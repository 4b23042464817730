//! Services module
//!
//! Business logic services that coordinate between the HTTP layer and the repository.

pub mod curriculums;
pub mod illustrations;
pub mod progress;
pub mod reorder;
pub mod transfer;

pub use curriculums::CurriculumService;
pub use illustrations::{Illustration, IllustrationService, ProxiedImage, RankingResponse};
pub use progress::ProgressSummary;
pub use reorder::ReorderCoordinator;
pub use transfer::{CurriculumDocument, ExportPack, TransferService};
#[derive(Debug, Clone, PartialEq, Serialize, Deserialize)]
#[serde(rename_all = "camelCase")]
pub struct SectionDocument {
    pub title: String,
    #[serde(default, skip_serializing_if = "Option::is_none")]
    pub description: Option<String>,
    pub items: Vec<ItemDocument>,
}

#[derive(Debug, Clone, PartialEq, Serialize, Deserialize)]
#[serde(rename_all = "camelCase")]
pub struct ItemDocument {
    pub title: String,
    #[serde(default, skip_serializing_if = "Option::is_none")]
    pub description: Option<String>,
    #[serde(default, rename = "type", skip_serializing_if = "Option::is_none")]
    pub item_type: Option<ItemType>,
    #[serde(default, skip_serializing_if = "Option::is_none")]
    pub status: Option<ItemStatus>,
}

/// Pack manifest structure
#[derive(Debug, Serialize, Deserialize)]
pub struct PackManifest {
    pub version: String,
    pub generated: String,
    pub files: Vec<FileEntry>,
}

#[derive(Debug, Serialize, Deserialize)]
pub struct FileEntry {
    pub path: String,
    pub size: u64,
    pub checksum: String,
}

/// A finished memory pack ready to be sent to the client
#[derive(Debug)]
pub struct ExportPack {
    pub file_name: String,
    pub bytes: Vec<u8>,
}

/// Import/export service
#[derive(Clone)]
pub struct TransferService {
    repo: Repository,
}
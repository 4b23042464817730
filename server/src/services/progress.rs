//! Progress aggregation
//!
//! Pure functions that roll item completion up to sections and curriculums
//! and pick the task a learner should look at next. Nothing here touches
//! storage.

use crate::database::{
    CurrentTaskInfo, CurriculumDetail, CurriculumTree, Item, ItemStatus, Section, SectionWithItems,
    TaskPreview,
};
use chrono::NaiveDate;
use serde::Serialize;

/// Completion totals for a curriculum
#[derive(Debug, Clone, Copy, PartialEq, Eq, Default, Serialize)]
#[serde(rename_all = "camelCase")]
pub struct ProgressSummary {
    pub total_items: u64,
    pub completed_items: u64,
    pub percent: u8,
}

impl ProgressSummary {
    pub fn from_counts(total_items: u64, completed_items: u64) -> Self {
        Self {
            total_items,
            completed_items,
            percent: percent(completed_items, total_items),
        }
    }
}

/// `completed / total` as a whole percentage, rounding halves up.
///
/// Zero when `total` is zero.
pub fn percent(completed: u64, total: u64) -> u8 {
    if total == 0 {
        return 0;
    }
    let completed = completed.min(total);
    ((200 * completed + total) / (2 * total)) as u8
}

/// Completion percentage of one section's items
pub fn section_progress(items: &[Item]) -> u8 {
    let completed = items
        .iter()
        .filter(|item| item.status == ItemStatus::Completed)
        .count();
    percent(completed as u64, items.len() as u64)
}

/// Completion totals over every item of every section.
///
/// Items are counted individually, so a small section weighs no more than
/// its item count.
pub fn curriculum_progress<'a, I>(sections: I) -> ProgressSummary
where
    I: IntoIterator<Item = &'a [Item]>,
{
    let (total, completed) = sections
        .into_iter()
        .flatten()
        .fold((0u64, 0u64), |(total, completed), item| {
            let done = u64::from(item.status == ItemStatus::Completed);
            (total + 1, completed + done)
        });
    ProgressSummary::from_counts(total, completed)
}

/// The item a learner is working on, or should start next
#[derive(Debug, Clone, Copy, PartialEq)]
pub struct CurrentTask<'a> {
    pub section: &'a Section,
    pub item: &'a Item,
}

impl CurrentTask<'_> {
    pub fn preview(&self) -> TaskPreview {
        TaskPreview {
            id: self.item.id,
            title: self.item.title.clone(),
            item_type: self.item.item_type,
            status: self.item.status,
            section_title: self.section.title.clone(),
        }
    }

    pub fn info(&self) -> CurrentTaskInfo {
        CurrentTaskInfo {
            preview: self.preview(),
            description: self.item.description.clone(),
            section_id: self.section.id,
        }
    }
}

/// First in-progress item in (section, item) order, else the first
/// not-started one. `None` means everything is completed.
pub fn find_current_or_next_task(sections: &[SectionWithItems]) -> Option<CurrentTask<'_>> {
    let flattened = || {
        sections.iter().flat_map(|entry| {
            entry.items.iter().map(move |item| CurrentTask {
                section: &entry.section,
                item,
            })
        })
    };

    flattened()
        .find(|task| task.item.status == ItemStatus::InProgress)
        .or_else(|| flattened().find(|task| task.item.status == ItemStatus::NotStarted))
}

/// Whole days from `today` until `end_date`; negative once overdue
pub fn days_remaining(end_date: Option<NaiveDate>, today: NaiveDate) -> Option<i64> {
    end_date.map(|end| (end - today).num_days())
}

/// Build the detail view of a stored hierarchy.
///
/// Sections and items are sorted by their stored position here as well, so
/// the view never depends on the order rows arrived in.
pub fn assemble_detail(tree: CurriculumTree) -> CurriculumDetail {
    let mut sections: Vec<SectionWithItems> = tree
        .sections
        .into_iter()
        .map(|(section, mut items)| {
            items.sort_by_key(|item| (item.sort_order, item.id));
            let progress = section_progress(&items);
            SectionWithItems {
                section,
                items,
                progress,
            }
        })
        .collect();
    sections.sort_by_key(|entry| (entry.section.sort_order, entry.section.id));

    let summary = curriculum_progress(sections.iter().map(|entry| entry.items.as_slice()));
    CurriculumDetail {
        curriculum: tree.curriculum,
        sections,
        total_items: summary.total_items,
        completed_items: summary.completed_items,
        progress: summary.percent,
    }
}

/// Totals of an already assembled detail view
pub fn detail_progress(detail: &CurriculumDetail) -> ProgressSummary {
    ProgressSummary {
        total_items: detail.total_items,
        completed_items: detail.completed_items,
        percent: detail.progress,
    }
}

::::

Retype, exactly and with nothing added, the lines of the material above from the first through the one that contains "for a curriculum".

Exercise answer -
repository 4b23042464817730
//! Services module
//!
//! Business logic services that coordinate between the HTTP layer and the repository.

pub mod curriculums;
pub mod illustrations;
pub mod progress;
pub mod reorder;
pub mod transfer;

pub use curriculums::CurriculumService;
pub use illustrations::{Illustration, IllustrationService, ProxiedImage, RankingResponse};
pub use progress::ProgressSummary;
pub use reorder::ReorderCoordinator;
pub use transfer::{CurriculumDocument, ExportPack, TransferService};
#[derive(Debug, Clone, PartialEq, Serialize, Deserialize)]
#[serde(rename_all = "camelCase")]
pub struct SectionDocument {
    pub title: String,
    #[serde(default, skip_serializing_if = "Option::is_none")]
    pub description: Option<String>,
    pub items: Vec<ItemDocument>,
}

#[derive(Debug, Clone, PartialEq, Serialize, Deserialize)]
#[serde(rename_all = "camelCase")]
pub struct ItemDocument {
    pub title: String,
    #[serde(default, skip_serializing_if = "Option::is_none")]
    pub description: Option<String>,
    #[serde(default, rename = "type", skip_serializing_if = "Option::is_none")]
    pub item_type: Option<ItemType>,
    #[serde(default, skip_serializing_if = "Option::is_none")]
    pub status: Option<ItemStatus>,
}

/// Pack manifest structure
#[derive(Debug, Serialize, Deserialize)]
pub struct PackManifest {
    pub version: String,
    pub generated: String,
    pub files: Vec<FileEntry>,
}

#[derive(Debug, Serialize, Deserialize)]
pub struct FileEntry {
    pub path: String,
    pub size: u64,
    pub checksum: String,
}

/// A finished memory pack ready to be sent to the client
#[derive(Debug)]
pub struct ExportPack {
    pub file_name: String,
    pub bytes: Vec<u8>,
}

/// Import/export service
#[derive(Clone)]
pub struct TransferService {
    repo: Repository,
}
repository 4b23042464817730
filename server/src/services/progress.rs
//! Progress aggregation
//!
//! Pure functions that roll item completion up to sections and curriculums
//! and pick the task a learner should look at next. Nothing here touches
//! storage.

use crate::database::{
    CurrentTaskInfo, CurriculumDetail, CurriculumTree, Item, ItemStatus, Section, SectionWithItems,
    TaskPreview,
};
use chrono::NaiveDate;
use serde::Serialize;

/// Completion totals for a curriculum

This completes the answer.